[DATA EXTRACTS Boundary: Start]
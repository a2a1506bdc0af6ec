use serde::Serialize;

use super::domain::Mentor;
use super::AllocationError;

/// Remaining capacity of one mentor around a committed allocation.
#[derive(Debug, Clone, Copy, PartialEq, Eq, Serialize)]
pub struct CapacityChange {
    pub before: i64,
    pub after: i64,
}

/// Batch-scoped owner of the working copy of the mentor pool.
///
/// Every other component borrows [`CapacityLedger::pool`] immutably;
/// [`CapacityLedger::commit`] is the only way mentor state changes.
#[derive(Debug, Clone)]
pub struct CapacityLedger {
    pool: Vec<Mentor>,
}

impl CapacityLedger {
    pub fn new(pool: Vec<Mentor>) -> Self {
        Self { pool }
    }

    pub fn pool(&self) -> &[Mentor] {
        &self.pool
    }

    /// Consume one seat from the mentor at `index`.
    pub fn commit(&mut self, index: usize) -> Result<CapacityChange, AllocationError> {
        let mentor = self
            .pool
            .get_mut(index)
            .ok_or(AllocationError::UnknownCandidate { index })?;

        let before = mentor.remaining_capacity;
        if before <= 0 {
            return Err(AllocationError::CapacityUnderflow {
                mentor_id: mentor.id.clone(),
                remaining: before,
            });
        }

        mentor.remaining_capacity = before - 1;
        mentor.allocations_new += 1;

        Ok(CapacityChange {
            before,
            after: mentor.remaining_capacity,
        })
    }

    pub fn into_pool(self) -> Vec<Mentor> {
        self.pool
    }
}

#[cfg(test)]
mod tests {
    use super::*;
    use crate::workflows::allocation::domain::EligibilityProfile;

    #[test]
    fn commit_decrements_by_exactly_one() {
        let mut ledger = CapacityLedger::new(vec![Mentor::new(
            "EMP-1",
            EligibilityProfile::default(),
            2,
        )]);

        let change = ledger.commit(0).expect("first seat");
        assert_eq!(change, CapacityChange { before: 2, after: 1 });
        assert_eq!(ledger.pool()[0].allocations_new, 1);
    }

    #[test]
    fn commit_rejects_exhausted_mentor() {
        let mut ledger = CapacityLedger::new(vec![Mentor::new(
            "EMP-1",
            EligibilityProfile::default(),
            1,
        )]);
        ledger.commit(0).expect("only seat");

        match ledger.commit(0) {
            Err(AllocationError::CapacityUnderflow { mentor_id, remaining }) => {
                assert_eq!(mentor_id, "EMP-1");
                assert_eq!(remaining, 0);
            }
            other => panic!("expected underflow, got {other:?}"),
        }
        assert_eq!(ledger.pool()[0].remaining_capacity, 0);
    }
}
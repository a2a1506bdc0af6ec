use std::collections::BTreeMap;

use crate::workflows::allocation::policy::{Gender, GenderCodes};
use crate::workflows::counter::assign::CounterAssigner;
use crate::workflows::counter::domain::{NationalId, RosterEntry};

pub(super) const ACADEMIC_YEAR: u16 = 1404;

pub(super) fn assigner() -> CounterAssigner {
    CounterAssigner::new(ACADEMIC_YEAR, GenderCodes::default()).expect("valid academic year")
}

pub(super) fn national_id(raw: &str) -> NationalId {
    NationalId::parse(raw).expect("valid national id")
}

/// Roster rows numbered from 1 in the given order.
pub(super) fn roster(rows: &[(&str, Gender)]) -> Vec<RosterEntry> {
    rows.iter()
        .enumerate()
        .map(|(index, (raw, gender))| RosterEntry {
            row: index + 1,
            national_id: national_id(raw),
            gender: *gender,
        })
        .collect()
}

pub(super) fn prior(rows: &[(&str, &str)]) -> BTreeMap<NationalId, String> {
    rows.iter()
        .map(|(raw, issued)| (national_id(raw), issued.to_string()))
        .collect()
}

pub(super) fn codes(values: &[&str]) -> Vec<String> {
    values.iter().map(|value| value.to_string()).collect()
}
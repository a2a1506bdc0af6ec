mod cli;
mod commands;

use std::process::ExitCode;

fn main() -> ExitCode {
    match cli::run() {
        Ok(()) => ExitCode::SUCCESS,
        Err(err) => {
            eprintln!("application error: {err}");
            ExitCode::from(err.exit_code())
        }
    }
}
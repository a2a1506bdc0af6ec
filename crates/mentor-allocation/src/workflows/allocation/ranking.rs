//! Deterministic ranking of capacity-surviving candidates.
//!
//! Rules are applied sequentially: a later rule is only consulted when every
//! earlier rule ties. The sort is stable and the terminal rule (natural
//! mentor-id order or a digest of a stable token) never ties for distinct
//! mentors, so the winner does not depend on pool row order.

use sha2::{Digest, Sha256};
use std::cmp::Ordering;

use super::domain::{Mentor, Student};
use super::policy::{FairnessStrategy, Policy, RankingRule, RankingRuleKind};

struct Candidate<'a> {
    index: usize,
    mentor: &'a Mentor,
    digest: Option<String>,
}

/// Sort candidate pool indices best-first according to the policy rules.
pub fn rank_candidates(
    pool: &[Mentor],
    candidates: &[usize],
    student: &Student,
    policy: &Policy,
) -> Vec<usize> {
    let fairness = policy.fairness();
    let mut ranked: Vec<Candidate<'_>> = candidates
        .iter()
        .map(|&index| Candidate {
            index,
            mentor: &pool[index],
            digest: fairness_digest(fairness, student, &pool[index]),
        })
        .collect();

    ranked.sort_by(|a, b| {
        policy
            .ranking_rules()
            .iter()
            .map(|rule| compare_by_rule(rule, a, b))
            .find(|ordering| ordering.is_ne())
            .unwrap_or(Ordering::Equal)
    });

    ranked.into_iter().map(|candidate| candidate.index).collect()
}

/// Best candidate, or `None` when nothing survived the capacity gate.
pub fn select_winner(
    pool: &[Mentor],
    candidates: &[usize],
    student: &Student,
    policy: &Policy,
) -> Option<usize> {
    rank_candidates(pool, candidates, student, policy)
        .first()
        .copied()
}

/// Hex SHA-256 token used in place of the natural id order under the
/// digest fairness strategies.
pub fn fairness_digest(
    strategy: FairnessStrategy,
    student: &Student,
    mentor: &Mentor,
) -> Option<String> {
    let token = match strategy {
        FairnessStrategy::Deterministic => return None,
        FairnessStrategy::MentorDigest => mentor.id.clone(),
        FairnessStrategy::StudentDigest => format!("{}|{}", student.id, mentor.id),
    };
    Some(hex::encode(Sha256::digest(token.as_bytes())))
}

/// Exact comparison of `used / max(initial, 1)` without floating point.
pub fn compare_occupancy(a: &Mentor, b: &Mentor) -> Ordering {
    let left = i128::from(a.used_seats()) * i128::from(b.initial_capacity.max(1));
    let right = i128::from(b.used_seats()) * i128::from(a.initial_capacity.max(1));
    left.cmp(&right)
}

fn compare_by_rule(rule: &RankingRule, a: &Candidate<'_>, b: &Candidate<'_>) -> Ordering {
    match rule.kind {
        RankingRuleKind::MinOccupancyRatio => compare_occupancy(a.mentor, b.mentor),
        RankingRuleKind::MaxRemainingCapacity => b
            .mentor
            .remaining_capacity
            .cmp(&a.mentor.remaining_capacity),
        RankingRuleKind::MinAllocationsNew => {
            a.mentor.allocations_new.cmp(&b.mentor.allocations_new)
        }
        RankingRuleKind::MinMentorId => a
            .digest
            .cmp(&b.digest)
            .then_with(|| a.mentor.sort_key.cmp(&b.mentor.sort_key)),
    }
}

/// Human-readable explanation of why the winner was chosen.
pub fn selection_reason(winner: &Mentor, candidate_count: usize, policy: &Policy) -> String {
    let mut reason = format!(
        "selected {} from {} candidate(s) by {}: occupancy {:.3}, remaining {}, allocations {}",
        winner.id,
        candidate_count,
        policy.ranking_chain(),
        winner.occupancy_ratio(),
        winner.remaining_capacity,
        winner.allocations_new
    );
    if policy.has_rule(RankingRuleKind::MaxRemainingCapacity) {
        reason.push_str("; capacity tie-break active");
    }
    reason
}
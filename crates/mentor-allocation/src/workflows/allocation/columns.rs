use std::collections::{BTreeMap, BTreeSet, HashMap};

use tracing::debug;

use super::capacity::coerce_capacity;
use super::domain::{EligibilityProfile, FieldValue, Mentor, Stage, Student};
use super::policy::Policy;
use super::table::{Table, TableKind};
use super::AllocationError;
use crate::workflows::normalizer::{is_blank_sentinel, normalize_name};

/// Canonical field a table column resolves to.
#[derive(Debug, Clone, Copy, PartialEq, Eq, PartialOrd, Ord)]
pub enum Field {
    Eligibility(Stage),
    StudentId,
    MentorId,
    RemainingCapacity,
    InitialCapacity,
}

impl Field {
    fn builtin_synonyms(self) -> &'static [&'static str] {
        match self {
            Field::Eligibility(Stage::Type) => &["major_code", "type", "کدرشته", "کد رشته"],
            Field::Eligibility(Stage::Group) => &["exam_group", "group", "گروه آزمایشی"],
            Field::Eligibility(Stage::Gender) => &["gender", "sex", "جنسیت"],
            Field::Eligibility(Stage::GraduationStatus) => &[
                "graduation_status",
                "student_status",
                "دانش آموز فارغ",
                "وضعیت تحصیلی",
            ],
            Field::Eligibility(Stage::Center) => &["center", "center_code", "مرکز گلستان صدرا", "مرکز"],
            Field::Eligibility(Stage::Finance) => &["finance", "finance_code", "مالی حکمت بنیاد", "مالی"],
            Field::Eligibility(Stage::School) => &["school_code", "school", "کد مدرسه"],
            Field::Eligibility(Stage::CapacityGate) | Field::RemainingCapacity => &[
                "remaining_capacity",
                "capacity",
                "ظرفیت باقی مانده",
                "ظرفیت",
            ],
            Field::StudentId => &["student_id", "national_id", "کد ملی", "کدملی"],
            Field::MentorId => &["mentor_id", "employee_code", "کد کارمندی پشتیبان", "پشتیبان"],
            Field::InitialCapacity => &["initial_capacity", "total_capacity", "ظرفیت کل"],
        }
    }

    fn declared_column(self, policy: &Policy) -> Option<&str> {
        match self {
            Field::Eligibility(stage) => Some(policy.stage_column(stage)),
            Field::RemainingCapacity => Some(policy.capacity_column()),
            _ => None,
        }
    }

    fn display_name(self, policy: &Policy) -> String {
        match self.declared_column(policy) {
            Some(column) => column.to_string(),
            None => self.builtin_synonyms()[0].to_string(),
        }
    }

    /// Accepted header spellings, declared column first, without duplicates.
    pub fn accepted_names(self, policy: &Policy) -> Vec<String> {
        let mut names = Vec::new();
        if let Some(declared) = self.declared_column(policy) {
            names.push(declared.to_string());
            names.extend(policy.aliases_for(declared).iter().cloned());
        }
        names.extend(self.builtin_synonyms().iter().map(|name| name.to_string()));

        let mut seen = BTreeSet::new();
        names.retain(|name| seen.insert(normalize_name(name)));
        names
    }
}

fn required_fields(kind: TableKind) -> Vec<Field> {
    let mut fields: Vec<Field> = Stage::ELIGIBILITY.into_iter().map(Field::Eligibility).collect();
    match kind {
        TableKind::Students => fields.push(Field::StudentId),
        TableKind::Pool => {
            fields.push(Field::MentorId);
            fields.push(Field::RemainingCapacity);
        }
    }
    fields
}

/// Header positions for each canonical field, resolved once per table.
#[derive(Debug, Clone, PartialEq, Eq)]
pub struct ColumnMap {
    columns: BTreeMap<Field, usize>,
}

impl ColumnMap {
    pub fn resolve(table: &Table, kind: TableKind, policy: &Policy) -> Result<Self, AllocationError> {
        let mut header_index: HashMap<String, usize> = HashMap::new();
        for (position, header) in table.headers().iter().enumerate() {
            header_index.entry(normalize_name(header)).or_insert(position);
        }

        let lookup = |field: Field| {
            field
                .accepted_names(policy)
                .iter()
                .find_map(|name| header_index.get(&normalize_name(name)).copied())
        };

        let mut columns = BTreeMap::new();
        for field in required_fields(kind) {
            let position = lookup(field).ok_or_else(|| AllocationError::DataMissing {
                table: kind,
                column: field.display_name(policy),
                accepted: field.accepted_names(policy),
            })?;
            columns.insert(field, position);
        }
        if kind == TableKind::Pool {
            if let Some(position) = lookup(Field::InitialCapacity) {
                columns.insert(Field::InitialCapacity, position);
            }
        }

        debug!(table = %kind, columns = columns.len(), "resolved table columns");
        Ok(Self { columns })
    }

    pub fn position(&self, field: Field) -> Option<usize> {
        self.columns.get(&field).copied()
    }

    fn cell<'t>(&self, table: &'t Table, row: usize, field: Field) -> &'t str {
        self.position(field)
            .map(|column| table.cell(row, column))
            .unwrap_or_default()
    }

    fn profile(&self, table: &Table, row: usize) -> EligibilityProfile {
        EligibilityProfile::from_pairs(
            Stage::ELIGIBILITY
                .into_iter()
                .map(|stage| (stage, FieldValue::parse(self.cell(table, row, Field::Eligibility(stage))))),
        )
    }
}

/// Resolve and convert the student table.
pub fn load_students(table: &Table, policy: &Policy) -> Result<Vec<Student>, AllocationError> {
    let columns = ColumnMap::resolve(table, TableKind::Students, policy)?;

    (0..table.len())
        .map(|row| {
            let id = columns.cell(table, row, Field::StudentId).trim();
            if id.is_empty() {
                return Err(AllocationError::BlankIdentifier {
                    table: TableKind::Students,
                    row: row + 1,
                });
            }
            Ok(Student::new(id, columns.profile(table, row)))
        })
        .collect()
}

/// Resolve and convert the mentor pool, coercing capacities.
pub fn load_pool(table: &Table, policy: &Policy) -> Result<Vec<Mentor>, AllocationError> {
    let columns = ColumnMap::resolve(table, TableKind::Pool, policy)?;
    let mut seen = BTreeSet::new();
    let mut pool = Vec::with_capacity(table.len());

    for row in 0..table.len() {
        let id = columns.cell(table, row, Field::MentorId).trim();
        if id.is_empty() {
            return Err(AllocationError::BlankIdentifier {
                table: TableKind::Pool,
                row: row + 1,
            });
        }
        if !seen.insert(id.to_string()) {
            return Err(AllocationError::DuplicateMentor {
                mentor_id: id.to_string(),
            });
        }

        let invalid = |source| AllocationError::InvalidCapacity {
            mentor_id: id.to_string(),
            source,
        };
        let remaining = coerce_capacity(columns.cell(table, row, Field::RemainingCapacity))
            .map_err(invalid)?;
        let initial_raw = columns.cell(table, row, Field::InitialCapacity);
        let initial = if is_blank_sentinel(initial_raw) {
            remaining
        } else {
            coerce_capacity(initial_raw).map_err(invalid)?
        };

        pool.push(
            Mentor::new(id, columns.profile(table, row), remaining).with_initial_capacity(initial),
        );
    }

    Ok(pool)
}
[DATA EXTRACTS Boundary: End]
→ **WHAT THE EXERCISE ASKS**: Using the records above, list each line that includes "domain".

→ **WORKED SOLUTION**:
use super::domain::Mentor;
    use crate::workflows::allocation::domain::EligibilityProfile;
use crate::workflows::counter::domain::{NationalId, RosterEntry};
use super::domain::{Mentor, Student};
use super::domain::{EligibilityProfile, FieldValue, Mentor, Stage, Student};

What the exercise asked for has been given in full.